**DATA FOR REVIEW**
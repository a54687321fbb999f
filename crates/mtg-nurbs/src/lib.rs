#![warn(missing_docs)]

//! B-spline fitting for scanned surfaces.
//!
//! Provides non-rational tensor-product B-spline surfaces, global
//! interpolation of a point grid, and a JSON exchange format for fitted
//! surfaces.
//!
//! # Key types
//!
//! - [`BSplineSurface`]: non-rational tensor-product B-spline surface
//! - [`FittedSurface`]: an interpolated surface with its evaluation delta
//!
//! # Algorithms
//!
//! - **Cox–de Boor recurrence** for the non-zero basis functions of a span
//! - **Global interpolation** with chord-length parameters and averaged knots

pub mod error;
pub mod exchange;
pub mod interpolate;

pub use error::{NurbsError, Result};
pub use exchange::{export_json, from_json_str, import_json, to_json_string};
pub use interpolate::interpolate_surface;

use mtg_math::{Point3, Vec3};

// =============================================================================
// Knot vector utilities
// =============================================================================

/// Check that `knots` suits `count` control points of `degree`: length
/// `count + degree + 1`, never decreasing.
fn validate_knots(
    knots: &[f64],
    count: usize,
    degree: usize,
    direction: &'static str,
) -> Result<()> {
    let expected = count + degree + 1;
    let reason = if knots.len() != expected {
        format!("{} knots for {count} points of degree {degree}, expected {expected}", knots.len())
    } else if let Some(i) = knots.windows(2).position(|w| w[1] < w[0]) {
        format!("knot {} decreases ({} after {})", i + 1, knots[i + 1], knots[i])
    } else {
        return Ok(());
    };
    Err(NurbsError::InvalidKnots { direction, reason })
}

/// The `degree + 1` basis functions that are non-zero at one parameter.
///
/// `weights[k]` belongs to control point `first + k`.
#[derive(Debug, Clone, PartialEq)]
pub(crate) struct Basis {
    pub(crate) first: usize,
    pub(crate) weights: Vec<f64>,
}

impl Basis {
    /// Basis at `t` over a clamped knot vector for `count` control points.
    ///
    /// `t` is clamped to the domain `[knots[degree], knots[count]]`; the
    /// domain end falls in the last non-empty span.
    pub(crate) fn at(knots: &[f64], count: usize, degree: usize, t: f64) -> Self {
        let t = t.clamp(knots[degree], knots[count]);
        let span = knots[..count]
            .partition_point(|&k| k <= t)
            .saturating_sub(1)
            .max(degree);

        // Cox–de Boor, raising the degree one step at a time
        let mut weights = vec![1.0];
        for p in 1..=degree {
            let mut raised = vec![0.0; p + 1];
            for (r, slot) in raised.iter_mut().enumerate() {
                let i = span + r - p;
                if r > 0 {
                    let width = knots[i + p] - knots[i];
                    if width > 0.0 {
                        *slot += (t - knots[i]) / width * weights[r - 1];
                    }
                }
                if r < p {
                    let width = knots[i + p + 1] - knots[i + 1];
                    if width > 0.0 {
                        *slot += (knots[i + p + 1] - t) / width * weights[r];
                    }
                }
            }
            weights = raised;
        }

        Self {
            first: span - degree,
            weights,
        }
    }
}

// =============================================================================
// B-spline surface
// =============================================================================

/// A non-rational tensor-product B-spline surface.
///
/// Control points are stored u-major, like the point grids they are
/// fitted to: `points[u_idx * n_v + v_idx]`.
#[derive(Debug, Clone, PartialEq)]
pub struct BSplineSurface {
    /// Control points, u-major.
    pub control_points: Vec<Point3>,
    /// Number of control points in the u direction.
    pub n_u: usize,
    /// Number of control points in the v direction.
    pub n_v: usize,
    /// Knot vector in u. Length = n_u + degree_u + 1.
    pub knots_u: Vec<f64>,
    /// Knot vector in v. Length = n_v + degree_v + 1.
    pub knots_v: Vec<f64>,
    /// Polynomial degree in u.
    pub degree_u: usize,
    /// Polynomial degree in v.
    pub degree_v: usize,
}

impl BSplineSurface {
    /// Create a B-spline surface, checking sizes, degrees and knots.
    pub fn new(
        control_points: Vec<Point3>,
        n_u: usize,
        n_v: usize,
        knots_u: Vec<f64>,
        knots_v: Vec<f64>,
        degree_u: usize,
        degree_v: usize,
    ) -> Result<Self> {
        check_size(control_points.len(), n_u, n_v)?;
        check_degree("u", degree_u, n_u)?;
        check_degree("v", degree_v, n_v)?;
        validate_knots(&knots_u, n_u, degree_u, "u")?;
        validate_knots(&knots_v, n_v, degree_v, "v")?;
        Ok(Self {
            control_points,
            n_u,
            n_v,
            knots_u,
            knots_v,
            degree_u,
            degree_v,
        })
    }

    /// Evaluate the surface at `(u, v)`. Parameters outside the domain are
    /// clamped to it.
    ///
    /// Blends the affected rows of the control net along v first, then
    /// blends those partial points along u.
    pub fn eval(&self, u: f64, v: f64) -> Point3 {
        let bu = Basis::at(&self.knots_u, self.n_u, self.degree_u, u);
        let bv = Basis::at(&self.knots_v, self.n_v, self.degree_v, v);

        let mut point = Point3::origin();
        for (k, wu) in bu.weights.iter().enumerate() {
            let row = &self.control_points[(bu.first + k) * self.n_v..][..self.n_v];
            let partial = bv
                .weights
                .iter()
                .zip(&row[bv.first..])
                .fold(Vec3::zeros(), |acc, (wv, p)| acc + *wv * p.coords);
            point.coords += *wu * partial;
        }
        point
    }

    /// Parameter domain.
    pub fn parameter_domain(&self) -> ((f64, f64), (f64, f64)) {
        (
            (self.knots_u[self.degree_u], self.knots_u[self.n_u]),
            (self.knots_v[self.degree_v], self.knots_v[self.n_v]),
        )
    }
}

/// `actual` must equal `n_u * n_v`; an overflowing product never does.
pub(crate) fn check_size(actual: usize, n_u: usize, n_v: usize) -> Result<()> {
    if n_u.checked_mul(n_v) != Some(actual) {
        return Err(NurbsError::InvalidSize {
            expected: n_u.saturating_mul(n_v),
            actual,
        });
    }
    Ok(())
}

fn check_degree(direction: &'static str, degree: usize, size: usize) -> Result<()> {
    if degree == 0 || degree >= size {
        return Err(NurbsError::InvalidDegree {
            direction,
            degree,
            size,
        });
    }
    Ok(())
}

// =============================================================================
// Fitted surface
// =============================================================================

/// Smallest evaluation step accepted, about a million samples per surface.
pub const MIN_DELTA: f64 = 1e-3;

fn check_delta(delta: f64) -> Result<()> {
    if !(MIN_DELTA..1.0).contains(&delta) {
        return Err(NurbsError::InvalidDelta(delta));
    }
    Ok(())
}

/// A surface produced by interpolation, with the parametric step used to
/// sample it.
#[derive(Debug, Clone, PartialEq)]
pub struct FittedSurface {
    /// The interpolating B-spline surface.
    pub surface: BSplineSurface,
    /// Evaluation step in normalized parameter space, in `[MIN_DELTA, 1)`.
    pub delta: f64,
}

impl FittedSurface {
    /// Attach an evaluation delta to `surface`.
    pub fn new(surface: BSplineSurface, delta: f64) -> Result<Self> {
        check_delta(delta)?;
        Ok(Self { surface, delta })
    }

    /// Samples per direction: `1/delta + 1`, with `delta` taken no finer
    /// than [`MIN_DELTA`].
    pub fn sample_size(&self) -> usize {
        (1.0 / self.delta.max(MIN_DELTA)).round() as usize + 1
    }

    /// Evaluate the surface on a regular `sample_size × sample_size`
    /// parameter grid, u-major.
    ///
    /// Fails with [`NurbsError::InvalidDelta`] if `delta` was set outside
    /// `[MIN_DELTA, 1)` after construction.
    pub fn evaluate_points(&self) -> Result<Vec<Point3>> {
        check_delta(self.delta)?;
        let n = self.sample_size();
        let ((u0, u1), (v0, v1)) = self.surface.parameter_domain();
        let step = |a: f64, b: f64, i: usize| a + (b - a) * i as f64 / (n - 1) as f64;

        let mut points = Vec::with_capacity(n * n);
        for i in 0..n {
            let u = step(u0, u1, i);
            for j in 0..n {
                points.push(self.surface.eval(u, step(v0, v1, j)));
            }
        }
        Ok(points)
    }
}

**DIRECTIONS FOR THIS TASK**
Show a copy of each line from the records above in which the string "format" occurs.

**EXERCISE ANSWER**
//! interpolation of a point grid, and a JSON exchange format for fitted
        format!("{} knots for {count} points of degree {degree}, expected {expected}", knots.len())
        format!("knot {} decreases ({} after {})", i + 1, knots[i + 1], knots[i])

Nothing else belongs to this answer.